Com o passar do tempo, boa parte do texto esmaeceu até igualar-se quase perfeitamente à cor de fundo, tornando sua leitura impossível. Mas, em 2014, Van Duzer conseguiu o apoio financeiro da agência governamental National Endowment for the Humanities, o que permitiu que ele e uma equipe de colaboradores utilizassem uma técnica chamada imagem multiespectral para tentar revelar o texto oculto.
O método envolveu tirar centenas de fotografias do mapa com diferentes comprimentos de ondas de luz, para depois processar as imagens e encontrar a combinação de ondas de luz que melhor aprimorasse a legibilidade de cada parte do mapa.
Muitas das lendas do mapa descrevem as regiões do mundo e seus habitantes.
“Aqui são encontrados os Hippopodes: eles têm formato humano, mas os pés de um cavalo”, lê-se um texto antes ilegível sobre a Ásia Central.
Outro descreve “monstros similares aos humanos, cujas orelhas são tão grandes que podem cobrir seus corpos inteiros”.
Muitas dessas criaturas fantásticas podem ser identificadas em textos escritos pelos gregos antigos.
No entanto, a revelação mais surpreendente foi no interior da África, diz Van Duzer. Martellus incluiu muitos detalhes e nomes de lugares que parecem ter ligação com uma delegação da Etiópia que visitou a cidade de Florença em 1441.

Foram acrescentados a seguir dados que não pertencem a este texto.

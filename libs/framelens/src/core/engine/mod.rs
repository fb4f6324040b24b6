// Copyright (c) 2025 Jonathan Fontanez
// SPDX-License-Identifier: BUSL-1.1

//! Execution engines.
//!
//! An [`Engine`] instantiates an assembled [`Graph`], runs it on its own
//! threads, calls the sample handler for every buffer reaching the inference
//! sink, and reports end-of-stream and faults on its event bus.

#[cfg(feature = "gstreamer")]
mod gst;
mod plan;
mod synthetic;

use std::fmt;
use std::str::FromStr;
use std::sync::Arc;
use std::sync::atomic::{AtomicU64, Ordering};
use std::time::Duration;

use bytes::Bytes;
use parking_lot::Mutex;
use serde::{Deserialize, Serialize};

use crate::core::error::{Result, StreamError};
use crate::core::graph::Graph;
use crate::core::layout::Size;
use crate::core::overlay::OverlayDocument;
use crate::core::source::Source;

#[cfg(feature = "gstreamer")]
pub use gst::GstEngine;
pub use plan::{BranchPlan, Endpoints};
pub use synthetic::{SyntheticConfig, SyntheticEngine};

/// Engine backend selection.
#[derive(Debug, Clone, Copy, PartialEq, Eq, Serialize, Deserialize)]
#[serde(rename_all = "snake_case")]
pub enum EngineKind {
    /// In-process test-pattern engine.
    Synthetic,
    #[serde(rename = "gstreamer")]
    GStreamer,
}

/// GStreamer when built in, the synthetic engine otherwise.
impl Default for EngineKind {
    fn default() -> Self {
        if cfg!(feature = "gstreamer") {
            Self::GStreamer
        } else {
            Self::Synthetic
        }
    }
}

impl EngineKind {
    /// Engine for `source`. Without an explicit choice, real capture needs
    /// the GStreamer engine: the synthetic engine only generates a test
    /// pattern and never opens the source.
    pub fn resolve(requested: Option<Self>, source: &Source) -> Result<Self> {
        match requested {
            Some(kind) => Ok(kind),
            None => match Self::default() {
                Self::Synthetic => Err(StreamError::Configuration(format!(
                    "Reading {} requires the GStreamer engine (build with the `gstreamer` \
                     feature), or select the synthetic test pattern explicitly",
                    source
                ))),
                kind => Ok(kind),
            },
        }
    }

    /// Instantiate the engine. `synthetic` configures the synthetic engine
    /// and is ignored by the others.
    pub fn create(self, synthetic: SyntheticConfig) -> Result<Box<dyn Engine>> {
        match self {
            Self::Synthetic => Ok(Box::new(SyntheticEngine::new(synthetic))),
            #[cfg(feature = "gstreamer")]
            Self::GStreamer => Ok(Box::new(GstEngine::new()?)),
            #[cfg(not(feature = "gstreamer"))]
            Self::GStreamer => Err(StreamError::Configuration(
                "GStreamer engine not available (built without the `gstreamer` feature)".into(),
            )),
        }
    }
}

impl fmt::Display for EngineKind {
    fn fmt(&self, f: &mut fmt::Formatter<'_>) -> fmt::Result {
        match self {
            Self::Synthetic => f.write_str("synthetic"),
            Self::GStreamer => f.write_str("gstreamer"),
        }
    }
}

impl FromStr for EngineKind {
    type Err = StreamError;

    fn from_str(s: &str) -> Result<Self> {
        match s.to_ascii_lowercase().as_str() {
            "synthetic" => Ok(Self::Synthetic),
            "gstreamer" | "gst" => Ok(Self::GStreamer),
            other => Err(StreamError::Configuration(format!(
                "Unknown engine '{}' (expected synthetic or gstreamer)",
                other
            ))),
        }
    }
}

/// Raw buffer from the inference branch.
#[derive(Debug, Clone, PartialEq)]
pub struct Sample {
    pub data: Bytes,
    pub size: Size,
    /// Pixel format name (`RGB`, `RGBA`, ...).
    pub format: String,
    /// Capture order; gaps mean dropped frames.
    pub sequence: u64,
    /// Presentation timestamp relative to the start of the stream.
    pub pts: Option<Duration>,
}

/// Handler verdict for the inference branch.
#[derive(Debug, Clone, Copy, PartialEq, Eq)]
pub enum SampleFlow {
    Continue,
    /// Stop delivering samples; the rest of the graph keeps running until shutdown.
    Halt,
}

pub type SampleHandler = Box<dyn FnMut(Sample) -> SampleFlow + Send + 'static>;

#[derive(Debug, Clone, PartialEq, Eq)]
pub enum EngineEvent {
    EndOfStream,
    /// Unrecoverable fault (negotiation failure, device loss, ...).
    Error { source: String, message: String },
    Warning { source: String, message: String },
}

/// Destination for overlay documents. Each publish replaces the whole overlay.
pub trait OverlayTarget: Send + Sync {
    fn publish(&self, document: Arc<OverlayDocument>) -> Result<()>;

    /// Document currently shown.
    fn current(&self) -> Option<Arc<OverlayDocument>>;
}

/// Last published document plus a publish counter.
#[derive(Debug, Default)]
pub struct OverlaySlot {
    current: Mutex<Option<Arc<OverlayDocument>>>,
    generation: AtomicU64,
}

impl OverlaySlot {
    pub fn new() -> Self {
        Self::default()
    }

    /// Replace the document, returning the previous one.
    pub fn swap(&self, document: Arc<OverlayDocument>) -> Option<Arc<OverlayDocument>> {
        let previous = self.current.lock().replace(document);
        self.generation.fetch_add(1, Ordering::AcqRel);
        previous
    }

    pub fn current(&self) -> Option<Arc<OverlayDocument>> {
        self.current.lock().clone()
    }

    /// Number of documents published so far.
    pub fn generation(&self) -> u64 {
        self.generation.load(Ordering::Acquire)
    }
}

impl OverlayTarget for OverlaySlot {
    fn publish(&self, document: Arc<OverlayDocument>) -> Result<()> {
        self.swap(document);
        Ok(())
    }

    fn current(&self) -> Option<Arc<OverlayDocument>> {
        OverlaySlot::current(self)
    }
}

/// Frame accounting snapshot.
#[derive(Debug, Clone, Copy, PartialEq, Eq, Default)]
pub struct EngineStats {
    pub captured: u64,
    pub displayed: u64,
    /// Displayed frames that had an overlay composited.
    pub overlaid: u64,
    pub delivered: u64,
    /// Frames discarded by a drop-oldest queue.
    pub dropped: u64,
    pub max_queue_depth: u64,
}

pub trait Engine: Send {
    fn name(&self) -> &str;

    /// Instantiate the graph and install the sample handler. No data flows yet.
    fn prepare(&mut self, graph: &Graph, endpoints: &Endpoints, handler: SampleHandler) -> Result<()>;

    fn play(&mut self) -> Result<()>;

    /// Next bus event, waiting up to `timeout`.
    fn poll_event(&mut self, timeout: Duration) -> Option<EngineEvent>;

    /// Restart the stream from the beginning after end-of-stream.
    fn rewind(&mut self) -> Result<()>;

    /// Overlay destination, once prepared, when the graph has an overlay source.
    fn overlay_target(&self) -> Option<Arc<dyn OverlayTarget>>;

    fn stats(&self) -> EngineStats {
        EngineStats::default()
    }

    /// Stop the flow and release all resources. Waits for an in-flight sample
    /// handler to return. Idempotent.
    fn shutdown(&mut self) -> Result<()>;
}

#[derive(Debug, Default)]
pub(crate) struct StatsCounters {
    pub captured: AtomicU64,
    pub displayed: AtomicU64,
    pub overlaid: AtomicU64,
    pub delivered: AtomicU64,
    pub dropped: AtomicU64,
    pub max_queue_depth: AtomicU64,
}

impl StatsCounters {
    pub fn bump(counter: &AtomicU64) -> u64 {
        counter.fetch_add(1, Ordering::Relaxed) + 1
    }

    pub fn snapshot(&self) -> EngineStats {
        EngineStats {
            captured: self.captured.load(Ordering::Relaxed),
            displayed: self.displayed.load(Ordering::Relaxed),
            overlaid: self.overlaid.load(Ordering::Relaxed),
            delivered: self.delivered.load(Ordering::Relaxed),
            dropped: self.dropped.load(Ordering::Relaxed),
            max_queue_depth: self.max_queue_depth.load(Ordering::Relaxed),
        }
    }
}

/// Numbers samples by presentation timestamp so frames lost before the
/// inference sink show up as gaps in [`Sample::sequence`].
#[derive(Debug, Clone, Default)]
#[cfg_attr(not(feature = "gstreamer"), allow(dead_code))]
pub(crate) struct FrameSequencer {
    interval: Option<Duration>,
    base: u64,
    last: Option<u64>,
}

#[cfg_attr(not(feature = "gstreamer"), allow(dead_code))]
impl FrameSequencer {
    pub fn new(interval: Option<Duration>) -> Self {
        Self {
            interval: interval.filter(|i| !i.is_zero()),
            ..Self::default()
        }
    }

    /// Sequence number for the next sample. Strictly increasing, also across
    /// a rewind where timestamps start over.
    pub fn next(&mut self, pts: Option<Duration>) -> u64 {
        let slot = match (pts, self.interval) {
            (Some(pts), Some(interval)) => {
                let interval = interval.as_nanos();
                u64::try_from((pts.as_nanos() + interval / 2) / interval).unwrap_or(u64::MAX)
            }
            _ => {
                let sequence = self.last.map_or(0, |last| last + 1);
                self.last = Some(sequence);
                return sequence;
            }
        };

        let sequence = match self.last {
            Some(last) if self.base.saturating_add(slot) <= last => {
                self.base = last + 1 - slot.min(last + 1);
                last + 1
            }
            _ => self.base.saturating_add(slot),
        };
        self.last = Some(sequence);
        sequence
    }
}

Van Duzer diz não conhecer nenhum outro mapa europeu do século 15 que apresentasse esse tanto de informações sobre a geografia africana, e muitos menos informações derivadas de africanos nativos, e não exploradores europeus.
As imagens também reforçam a ideia de que o mapa de Martellus tenha sido uma grande fonte para dois outros famosos objetos cartográficos: o mais antigo globo terrestre, criado por Martin Behaim em 1492, e o mapa mundial de Martin Waldseemuller de 1507, o primeiro a aplicar a denominação “América” aos continentes do hemisfério ocidental.
Waldseemuller copiou livremente trechos dos textos de Martellus, descobriu Van Duzer após comparar os dois mapas. A prática era comum na época. De fato, o próprio Martellus parece ter copiado os monstros marinhos de seu mapa de uma enciclopédia publicada em 1491, uma observação que ajuda a datar o mapa.
Apesar de suas semelhanças, os mapas de Martellus e Waldseemuller possuem uma diferença gritante. Martellus ilustra a Europa e a África quase no canto esquerdo de seu mapa, com apenas água além dos continentes. Já o mapa de Waldseemuller vai além, para o oeste, e mostra novas terras do outro lado do Atlântico. Apenas 16 anos haviam se passado entre a elaboração dos dois mapas, mas o mundo havia mudado para sempre.